*** Begin section ***
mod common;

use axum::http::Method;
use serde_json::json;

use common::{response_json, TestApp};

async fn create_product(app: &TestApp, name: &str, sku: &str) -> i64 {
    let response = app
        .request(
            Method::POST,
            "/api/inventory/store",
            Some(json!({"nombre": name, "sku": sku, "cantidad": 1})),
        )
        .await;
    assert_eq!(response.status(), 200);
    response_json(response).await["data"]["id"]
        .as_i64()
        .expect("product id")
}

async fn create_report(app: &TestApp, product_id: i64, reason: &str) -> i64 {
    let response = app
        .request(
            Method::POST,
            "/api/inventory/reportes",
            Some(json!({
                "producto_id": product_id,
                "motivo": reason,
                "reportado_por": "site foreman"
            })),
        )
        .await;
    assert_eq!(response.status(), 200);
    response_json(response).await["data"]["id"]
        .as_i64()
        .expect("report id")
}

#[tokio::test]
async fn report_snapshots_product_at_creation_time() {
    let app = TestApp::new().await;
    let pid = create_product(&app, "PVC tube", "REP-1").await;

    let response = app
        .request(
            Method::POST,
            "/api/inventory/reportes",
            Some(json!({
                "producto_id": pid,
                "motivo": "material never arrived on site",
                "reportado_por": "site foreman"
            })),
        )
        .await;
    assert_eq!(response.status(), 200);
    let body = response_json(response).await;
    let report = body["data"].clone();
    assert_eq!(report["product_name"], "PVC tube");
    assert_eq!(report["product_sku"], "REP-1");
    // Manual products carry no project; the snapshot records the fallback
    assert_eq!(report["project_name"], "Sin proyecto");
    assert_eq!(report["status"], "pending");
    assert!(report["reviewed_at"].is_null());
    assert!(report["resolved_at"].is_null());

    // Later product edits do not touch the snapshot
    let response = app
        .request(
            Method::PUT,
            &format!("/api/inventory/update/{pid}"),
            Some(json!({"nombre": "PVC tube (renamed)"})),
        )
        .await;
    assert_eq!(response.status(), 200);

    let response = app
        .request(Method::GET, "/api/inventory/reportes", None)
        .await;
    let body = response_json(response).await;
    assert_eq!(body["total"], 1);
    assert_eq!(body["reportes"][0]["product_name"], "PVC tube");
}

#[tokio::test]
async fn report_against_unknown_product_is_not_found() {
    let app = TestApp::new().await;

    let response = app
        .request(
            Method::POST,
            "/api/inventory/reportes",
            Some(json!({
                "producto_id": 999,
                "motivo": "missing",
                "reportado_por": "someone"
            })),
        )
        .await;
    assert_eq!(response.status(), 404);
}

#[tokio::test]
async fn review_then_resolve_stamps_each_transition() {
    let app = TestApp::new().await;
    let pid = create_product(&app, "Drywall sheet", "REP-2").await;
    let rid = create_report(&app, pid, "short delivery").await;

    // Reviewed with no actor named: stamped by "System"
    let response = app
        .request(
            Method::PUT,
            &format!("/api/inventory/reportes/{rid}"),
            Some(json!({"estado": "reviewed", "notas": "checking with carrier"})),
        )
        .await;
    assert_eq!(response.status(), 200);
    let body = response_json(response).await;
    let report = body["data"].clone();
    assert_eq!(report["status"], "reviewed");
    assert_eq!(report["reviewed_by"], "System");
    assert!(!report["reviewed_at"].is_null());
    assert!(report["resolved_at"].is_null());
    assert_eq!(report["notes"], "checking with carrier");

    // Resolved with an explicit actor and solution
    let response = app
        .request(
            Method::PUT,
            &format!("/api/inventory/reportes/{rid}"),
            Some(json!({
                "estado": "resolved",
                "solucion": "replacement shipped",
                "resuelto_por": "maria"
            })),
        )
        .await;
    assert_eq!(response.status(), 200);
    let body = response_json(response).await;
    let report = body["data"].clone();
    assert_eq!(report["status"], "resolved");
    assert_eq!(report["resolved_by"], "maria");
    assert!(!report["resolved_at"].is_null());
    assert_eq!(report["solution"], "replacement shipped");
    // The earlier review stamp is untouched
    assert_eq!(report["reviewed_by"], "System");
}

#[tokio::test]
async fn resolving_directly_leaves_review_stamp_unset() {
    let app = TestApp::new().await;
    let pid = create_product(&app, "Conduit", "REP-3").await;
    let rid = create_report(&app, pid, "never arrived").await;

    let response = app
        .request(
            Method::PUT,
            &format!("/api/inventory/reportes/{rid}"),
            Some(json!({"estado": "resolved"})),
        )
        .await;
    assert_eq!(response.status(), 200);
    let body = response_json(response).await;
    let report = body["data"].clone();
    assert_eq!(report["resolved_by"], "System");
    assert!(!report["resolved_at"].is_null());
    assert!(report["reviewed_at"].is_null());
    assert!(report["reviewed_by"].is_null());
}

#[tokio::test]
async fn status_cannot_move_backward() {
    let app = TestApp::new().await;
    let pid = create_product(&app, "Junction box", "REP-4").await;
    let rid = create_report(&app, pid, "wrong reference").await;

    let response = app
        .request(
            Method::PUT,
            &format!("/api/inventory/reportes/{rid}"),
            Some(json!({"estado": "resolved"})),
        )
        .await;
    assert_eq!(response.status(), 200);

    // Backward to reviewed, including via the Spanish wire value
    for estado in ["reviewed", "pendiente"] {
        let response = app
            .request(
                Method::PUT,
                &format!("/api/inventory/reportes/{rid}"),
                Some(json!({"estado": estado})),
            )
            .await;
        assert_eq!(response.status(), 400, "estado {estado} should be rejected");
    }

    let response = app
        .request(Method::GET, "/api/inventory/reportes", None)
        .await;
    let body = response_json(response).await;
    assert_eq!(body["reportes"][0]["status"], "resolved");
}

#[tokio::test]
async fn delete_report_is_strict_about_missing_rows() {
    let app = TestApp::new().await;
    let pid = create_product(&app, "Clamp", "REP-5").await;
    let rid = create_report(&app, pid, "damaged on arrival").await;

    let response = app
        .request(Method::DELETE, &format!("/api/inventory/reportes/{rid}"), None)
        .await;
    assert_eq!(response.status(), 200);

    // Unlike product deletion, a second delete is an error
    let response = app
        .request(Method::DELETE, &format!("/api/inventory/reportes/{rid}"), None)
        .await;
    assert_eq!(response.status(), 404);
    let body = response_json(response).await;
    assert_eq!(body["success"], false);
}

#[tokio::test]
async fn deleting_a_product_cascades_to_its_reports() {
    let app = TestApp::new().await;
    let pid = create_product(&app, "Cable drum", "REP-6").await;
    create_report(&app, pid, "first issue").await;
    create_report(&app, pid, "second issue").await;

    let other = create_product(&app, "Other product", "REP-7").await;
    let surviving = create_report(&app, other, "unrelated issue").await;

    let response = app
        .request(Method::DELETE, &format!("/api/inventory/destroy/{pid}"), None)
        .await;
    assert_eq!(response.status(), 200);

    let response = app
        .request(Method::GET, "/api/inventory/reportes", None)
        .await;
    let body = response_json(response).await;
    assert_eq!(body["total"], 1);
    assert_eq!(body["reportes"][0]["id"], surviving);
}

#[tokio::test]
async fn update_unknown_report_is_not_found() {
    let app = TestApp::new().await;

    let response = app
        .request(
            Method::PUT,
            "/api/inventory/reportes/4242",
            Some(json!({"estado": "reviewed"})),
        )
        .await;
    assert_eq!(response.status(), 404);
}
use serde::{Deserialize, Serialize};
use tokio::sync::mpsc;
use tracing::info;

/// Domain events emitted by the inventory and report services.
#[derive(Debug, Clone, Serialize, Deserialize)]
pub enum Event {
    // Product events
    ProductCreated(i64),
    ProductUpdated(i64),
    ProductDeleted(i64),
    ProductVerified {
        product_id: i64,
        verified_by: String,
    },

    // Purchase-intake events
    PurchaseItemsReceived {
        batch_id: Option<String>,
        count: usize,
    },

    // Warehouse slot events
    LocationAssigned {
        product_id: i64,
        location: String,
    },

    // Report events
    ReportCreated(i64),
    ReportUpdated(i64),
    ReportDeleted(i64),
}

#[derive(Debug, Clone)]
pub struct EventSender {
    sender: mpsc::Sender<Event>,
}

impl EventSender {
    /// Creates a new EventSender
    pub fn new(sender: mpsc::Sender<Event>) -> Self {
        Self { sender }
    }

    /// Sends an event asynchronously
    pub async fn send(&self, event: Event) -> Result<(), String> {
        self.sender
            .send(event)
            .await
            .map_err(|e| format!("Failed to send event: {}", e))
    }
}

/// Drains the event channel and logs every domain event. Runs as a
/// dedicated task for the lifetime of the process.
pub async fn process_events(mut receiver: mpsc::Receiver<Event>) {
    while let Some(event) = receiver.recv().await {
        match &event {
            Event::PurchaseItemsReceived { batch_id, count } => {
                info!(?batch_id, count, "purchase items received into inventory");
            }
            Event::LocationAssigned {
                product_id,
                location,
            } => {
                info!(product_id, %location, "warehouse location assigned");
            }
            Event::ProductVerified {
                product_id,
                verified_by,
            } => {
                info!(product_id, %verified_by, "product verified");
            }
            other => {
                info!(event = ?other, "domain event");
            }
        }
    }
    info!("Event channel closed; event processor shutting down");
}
*** End section ***
— Task prompt —
For each line above that includes "carrier", make a copy.

— Answer for the task —
            Some(json!({"estado": "reviewed", "notas": "checking with carrier"})),
    assert_eq!(report["notes"], "checking with carrier");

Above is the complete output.